Your task – What you produce should match the records exactly, line for line.

Saved data entries

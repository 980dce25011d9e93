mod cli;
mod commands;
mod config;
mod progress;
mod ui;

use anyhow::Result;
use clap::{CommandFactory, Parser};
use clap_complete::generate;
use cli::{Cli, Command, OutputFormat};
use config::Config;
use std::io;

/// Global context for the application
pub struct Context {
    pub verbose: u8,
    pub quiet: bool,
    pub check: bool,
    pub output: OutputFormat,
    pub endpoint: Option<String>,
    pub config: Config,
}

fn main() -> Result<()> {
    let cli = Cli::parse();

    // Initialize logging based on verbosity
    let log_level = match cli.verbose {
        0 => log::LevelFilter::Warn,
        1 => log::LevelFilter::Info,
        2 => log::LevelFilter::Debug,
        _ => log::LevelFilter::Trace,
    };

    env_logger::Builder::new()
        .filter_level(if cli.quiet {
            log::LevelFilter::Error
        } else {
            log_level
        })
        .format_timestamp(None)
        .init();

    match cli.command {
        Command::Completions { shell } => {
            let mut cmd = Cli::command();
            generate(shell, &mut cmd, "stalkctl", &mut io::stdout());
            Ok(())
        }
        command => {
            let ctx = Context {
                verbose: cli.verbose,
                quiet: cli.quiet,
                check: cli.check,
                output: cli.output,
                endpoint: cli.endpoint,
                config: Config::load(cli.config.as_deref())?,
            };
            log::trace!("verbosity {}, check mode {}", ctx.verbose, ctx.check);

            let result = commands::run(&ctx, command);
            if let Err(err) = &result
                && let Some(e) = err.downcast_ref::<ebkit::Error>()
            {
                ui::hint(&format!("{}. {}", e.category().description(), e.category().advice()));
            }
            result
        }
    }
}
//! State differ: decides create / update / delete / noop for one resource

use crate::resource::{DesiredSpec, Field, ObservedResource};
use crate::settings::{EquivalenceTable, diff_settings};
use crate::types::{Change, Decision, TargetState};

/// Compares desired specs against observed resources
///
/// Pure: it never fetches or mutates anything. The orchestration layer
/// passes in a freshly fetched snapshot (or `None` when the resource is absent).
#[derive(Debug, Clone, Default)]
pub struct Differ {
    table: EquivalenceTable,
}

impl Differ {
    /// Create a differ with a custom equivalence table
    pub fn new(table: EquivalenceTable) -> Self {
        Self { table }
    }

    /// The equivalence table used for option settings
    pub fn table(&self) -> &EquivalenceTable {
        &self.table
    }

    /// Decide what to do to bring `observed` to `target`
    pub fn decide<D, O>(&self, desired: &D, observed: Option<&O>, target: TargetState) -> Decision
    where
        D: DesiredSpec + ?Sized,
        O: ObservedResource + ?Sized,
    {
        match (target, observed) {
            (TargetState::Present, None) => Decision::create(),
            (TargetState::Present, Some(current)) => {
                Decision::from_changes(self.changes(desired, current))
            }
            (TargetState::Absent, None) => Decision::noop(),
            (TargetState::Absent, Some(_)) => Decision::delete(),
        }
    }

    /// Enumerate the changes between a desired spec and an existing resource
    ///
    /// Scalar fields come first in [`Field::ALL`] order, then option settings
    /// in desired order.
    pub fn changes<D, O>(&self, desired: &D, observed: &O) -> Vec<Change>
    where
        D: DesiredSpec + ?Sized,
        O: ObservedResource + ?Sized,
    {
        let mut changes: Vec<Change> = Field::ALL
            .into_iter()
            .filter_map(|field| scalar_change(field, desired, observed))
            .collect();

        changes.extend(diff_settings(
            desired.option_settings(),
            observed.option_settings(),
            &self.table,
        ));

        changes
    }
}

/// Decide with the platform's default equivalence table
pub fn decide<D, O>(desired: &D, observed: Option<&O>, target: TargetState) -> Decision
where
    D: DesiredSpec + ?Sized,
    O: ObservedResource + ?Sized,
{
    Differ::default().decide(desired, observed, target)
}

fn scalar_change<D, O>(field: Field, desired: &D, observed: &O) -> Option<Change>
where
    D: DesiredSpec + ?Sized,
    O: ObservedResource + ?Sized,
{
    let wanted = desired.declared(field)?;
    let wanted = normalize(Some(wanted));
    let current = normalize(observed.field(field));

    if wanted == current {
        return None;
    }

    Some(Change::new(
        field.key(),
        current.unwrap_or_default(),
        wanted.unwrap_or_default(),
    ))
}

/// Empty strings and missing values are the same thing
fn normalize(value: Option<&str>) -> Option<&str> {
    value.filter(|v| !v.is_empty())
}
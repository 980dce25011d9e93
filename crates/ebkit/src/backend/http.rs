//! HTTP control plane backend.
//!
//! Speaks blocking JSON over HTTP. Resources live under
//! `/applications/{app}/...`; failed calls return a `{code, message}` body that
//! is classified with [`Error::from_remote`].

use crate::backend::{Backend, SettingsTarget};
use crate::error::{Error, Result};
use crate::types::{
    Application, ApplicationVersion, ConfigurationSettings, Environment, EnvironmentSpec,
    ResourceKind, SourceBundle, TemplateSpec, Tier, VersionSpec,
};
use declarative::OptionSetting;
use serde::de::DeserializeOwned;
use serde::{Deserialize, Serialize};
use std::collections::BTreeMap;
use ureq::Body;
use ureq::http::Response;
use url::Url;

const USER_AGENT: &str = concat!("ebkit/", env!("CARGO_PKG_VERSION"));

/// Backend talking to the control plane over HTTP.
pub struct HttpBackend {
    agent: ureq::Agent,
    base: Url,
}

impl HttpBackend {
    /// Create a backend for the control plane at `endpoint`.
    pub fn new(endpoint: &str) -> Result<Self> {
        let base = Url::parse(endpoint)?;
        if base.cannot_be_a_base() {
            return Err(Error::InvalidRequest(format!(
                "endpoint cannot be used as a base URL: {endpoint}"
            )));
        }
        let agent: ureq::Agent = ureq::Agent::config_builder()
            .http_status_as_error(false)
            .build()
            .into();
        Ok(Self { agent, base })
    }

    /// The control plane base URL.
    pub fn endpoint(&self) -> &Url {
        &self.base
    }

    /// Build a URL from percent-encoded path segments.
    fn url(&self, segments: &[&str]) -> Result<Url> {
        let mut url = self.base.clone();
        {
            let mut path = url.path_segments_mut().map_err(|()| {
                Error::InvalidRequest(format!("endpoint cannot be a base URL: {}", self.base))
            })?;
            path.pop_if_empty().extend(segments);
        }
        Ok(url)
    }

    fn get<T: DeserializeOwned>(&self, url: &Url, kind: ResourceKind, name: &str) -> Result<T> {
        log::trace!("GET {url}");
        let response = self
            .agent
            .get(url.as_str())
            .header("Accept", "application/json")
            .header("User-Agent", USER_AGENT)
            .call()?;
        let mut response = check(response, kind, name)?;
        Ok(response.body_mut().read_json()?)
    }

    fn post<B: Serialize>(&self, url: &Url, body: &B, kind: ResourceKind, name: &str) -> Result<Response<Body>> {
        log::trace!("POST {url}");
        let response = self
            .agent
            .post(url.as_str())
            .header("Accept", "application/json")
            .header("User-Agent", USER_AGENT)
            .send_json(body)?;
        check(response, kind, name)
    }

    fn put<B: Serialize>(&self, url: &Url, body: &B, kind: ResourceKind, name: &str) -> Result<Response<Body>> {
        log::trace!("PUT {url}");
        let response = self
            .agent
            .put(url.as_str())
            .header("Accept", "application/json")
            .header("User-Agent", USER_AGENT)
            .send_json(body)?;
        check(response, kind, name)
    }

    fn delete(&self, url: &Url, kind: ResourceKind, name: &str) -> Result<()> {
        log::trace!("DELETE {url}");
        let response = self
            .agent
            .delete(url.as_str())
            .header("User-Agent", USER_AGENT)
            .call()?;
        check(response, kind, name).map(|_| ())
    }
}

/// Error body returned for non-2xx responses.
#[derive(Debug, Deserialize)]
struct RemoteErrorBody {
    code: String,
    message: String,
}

Exercise answer –
repository 980dce25011d9e93
mod cli;
mod commands;
mod config;
mod progress;
mod ui;

use anyhow::Result;
use clap::{CommandFactory, Parser};
use clap_complete::generate;
use cli::{Cli, Command, OutputFormat};
use config::Config;
use std::io;

/// Global context for the application
pub struct Context {
    pub verbose: u8,
    pub quiet: bool,
    pub check: bool,
    pub output: OutputFormat,
    pub endpoint: Option<String>,
    pub config: Config,
}

fn main() -> Result<()> {
    let cli = Cli::parse();

    // Initialize logging based on verbosity
    let log_level = match cli.verbose {
        0 => log::LevelFilter::Warn,
        1 => log::LevelFilter::Info,
        2 => log::LevelFilter::Debug,
        _ => log::LevelFilter::Trace,
    };

    env_logger::Builder::new()
        .filter_level(if cli.quiet {
            log::LevelFilter::Error
        } else {
            log_level
        })
        .format_timestamp(None)
        .init();

    match cli.command {
        Command::Completions { shell } => {
            let mut cmd = Cli::command();
            generate(shell, &mut cmd, "stalkctl", &mut io::stdout());
            Ok(())
        }
        command => {
            let ctx = Context {
                verbose: cli.verbose,
                quiet: cli.quiet,
                check: cli.check,
                output: cli.output,
                endpoint: cli.endpoint,
                config: Config::load(cli.config.as_deref())?,
            };
            log::trace!("verbosity {}, check mode {}", ctx.verbose, ctx.check);

            let result = commands::run(&ctx, command);
            if let Err(err) = &result
                && let Some(e) = err.downcast_ref::<ebkit::Error>()
            {
                ui::hint(&format!("{}. {}", e.category().description(), e.category().advice()));
            }
            result
        }
    }
}
//! State differ: decides create / update / delete / noop for one resource

use crate::resource::{DesiredSpec, Field, ObservedResource};
use crate::settings::{EquivalenceTable, diff_settings};
use crate::types::{Change, Decision, TargetState};

/// Compares desired specs against observed resources
///
/// Pure: it never fetches or mutates anything. The orchestration layer
/// passes in a freshly fetched snapshot (or `None` when the resource is absent).
#[derive(Debug, Clone, Default)]
pub struct Differ {
    table: EquivalenceTable,
}

impl Differ {
    /// Create a differ with a custom equivalence table
    pub fn new(table: EquivalenceTable) -> Self {
        Self { table }
    }

    /// The equivalence table used for option settings
    pub fn table(&self) -> &EquivalenceTable {
        &self.table
    }

    /// Decide what to do to bring `observed` to `target`
    pub fn decide<D, O>(&self, desired: &D, observed: Option<&O>, target: TargetState) -> Decision
    where
        D: DesiredSpec + ?Sized,
        O: ObservedResource + ?Sized,
    {
        match (target, observed) {
            (TargetState::Present, None) => Decision::create(),
            (TargetState::Present, Some(current)) => {
                Decision::from_changes(self.changes(desired, current))
            }
            (TargetState::Absent, None) => Decision::noop(),
            (TargetState::Absent, Some(_)) => Decision::delete(),
        }
    }

    /// Enumerate the changes between a desired spec and an existing resource
    ///
    /// Scalar fields come first in [`Field::ALL`] order, then option settings
    /// in desired order.
    pub fn changes<D, O>(&self, desired: &D, observed: &O) -> Vec<Change>
    where
        D: DesiredSpec + ?Sized,
        O: ObservedResource + ?Sized,
    {
        let mut changes: Vec<Change> = Field::ALL
            .into_iter()
            .filter_map(|field| scalar_change(field, desired, observed))
            .collect();

        changes.extend(diff_settings(
            desired.option_settings(),
            observed.option_settings(),
            &self.table,
        ));

        changes
    }
}

/// Decide with the platform's default equivalence table
pub fn decide<D, O>(desired: &D, observed: Option<&O>, target: TargetState) -> Decision
where
    D: DesiredSpec + ?Sized,
    O: ObservedResource + ?Sized,
{
    Differ::default().decide(desired, observed, target)
}

fn scalar_change<D, O>(field: Field, desired: &D, observed: &O) -> Option<Change>
where
    D: DesiredSpec + ?Sized,
    O: ObservedResource + ?Sized,
{
    let wanted = desired.declared(field)?;
    let wanted = normalize(Some(wanted));
    let current = normalize(observed.field(field));

    if wanted == current {
        return None;
    }

    Some(Change::new(
        field.key(),
        current.unwrap_or_default(),
        wanted.unwrap_or_default(),
    ))
}

/// Empty strings and missing values are the same thing
fn normalize(value: Option<&str>) -> Option<&str> {
    value.filter(|v| !v.is_empty())
}
repository 980dce25011d9e93
filename crates/ebkit/src/backend/http.rs
//! HTTP control plane backend.
//!
//! Speaks blocking JSON over HTTP. Resources live under
//! `/applications/{app}/...`; failed calls return a `{code, message}` body that
//! is classified with [`Error::from_remote`].

use crate::backend::{Backend, SettingsTarget};
use crate::error::{Error, Result};
use crate::types::{
    Application, ApplicationVersion, ConfigurationSettings, Environment, EnvironmentSpec,
    ResourceKind, SourceBundle, TemplateSpec, Tier, VersionSpec,
};
use declarative::OptionSetting;
use serde::de::DeserializeOwned;
use serde::{Deserialize, Serialize};
use std::collections::BTreeMap;
use ureq::Body;
use ureq::http::Response;
use url::Url;

const USER_AGENT: &str = concat!("ebkit/", env!("CARGO_PKG_VERSION"));

/// Backend talking to the control plane over HTTP.
pub struct HttpBackend {
    agent: ureq::Agent,
    base: Url,
}

impl HttpBackend {
    /// Create a backend for the control plane at `endpoint`.
    pub fn new(endpoint: &str) -> Result<Self> {
        let base = Url::parse(endpoint)?;
        if base.cannot_be_a_base() {
            return Err(Error::InvalidRequest(format!(
                "endpoint cannot be used as a base URL: {endpoint}"
            )));
        }
        let agent: ureq::Agent = ureq::Agent::config_builder()
            .http_status_as_error(false)
            .build()
            .into();
        Ok(Self { agent, base })
    }

    /// The control plane base URL.
    pub fn endpoint(&self) -> &Url {
        &self.base
    }

    /// Build a URL from percent-encoded path segments.
    fn url(&self, segments: &[&str]) -> Result<Url> {
        let mut url = self.base.clone();
        {
            let mut path = url.path_segments_mut().map_err(|()| {
                Error::InvalidRequest(format!("endpoint cannot be a base URL: {}", self.base))
            })?;
            path.pop_if_empty().extend(segments);
        }
        Ok(url)
    }

    fn get<T: DeserializeOwned>(&self, url: &Url, kind: ResourceKind, name: &str) -> Result<T> {
        log::trace!("GET {url}");
        let response = self
            .agent
            .get(url.as_str())
            .header("Accept", "application/json")
            .header("User-Agent", USER_AGENT)
            .call()?;
        let mut response = check(response, kind, name)?;
        Ok(response.body_mut().read_json()?)
    }

    fn post<B: Serialize>(&self, url: &Url, body: &B, kind: ResourceKind, name: &str) -> Result<Response<Body>> {
        log::trace!("POST {url}");
        let response = self
            .agent
            .post(url.as_str())
            .header("Accept", "application/json")
            .header("User-Agent", USER_AGENT)
            .send_json(body)?;
        check(response, kind, name)
    }

    fn put<B: Serialize>(&self, url: &Url, body: &B, kind: ResourceKind, name: &str) -> Result<Response<Body>> {
        log::trace!("PUT {url}");
        let response = self
            .agent
            .put(url.as_str())
            .header("Accept", "application/json")
            .header("User-Agent", USER_AGENT)
            .send_json(body)?;
        check(response, kind, name)
    }

    fn delete(&self, url: &Url, kind: ResourceKind, name: &str) -> Result<()> {
        log::trace!("DELETE {url}");
        let response = self
            .agent
            .delete(url.as_str())
            .header("User-Agent", USER_AGENT)
            .call()?;
        check(response, kind, name).map(|_| ())
    }
}

/// Error body returned for non-2xx responses.
#[derive(Debug, Deserialize)]
struct RemoteErrorBody {
    code: String,
    message: String,
}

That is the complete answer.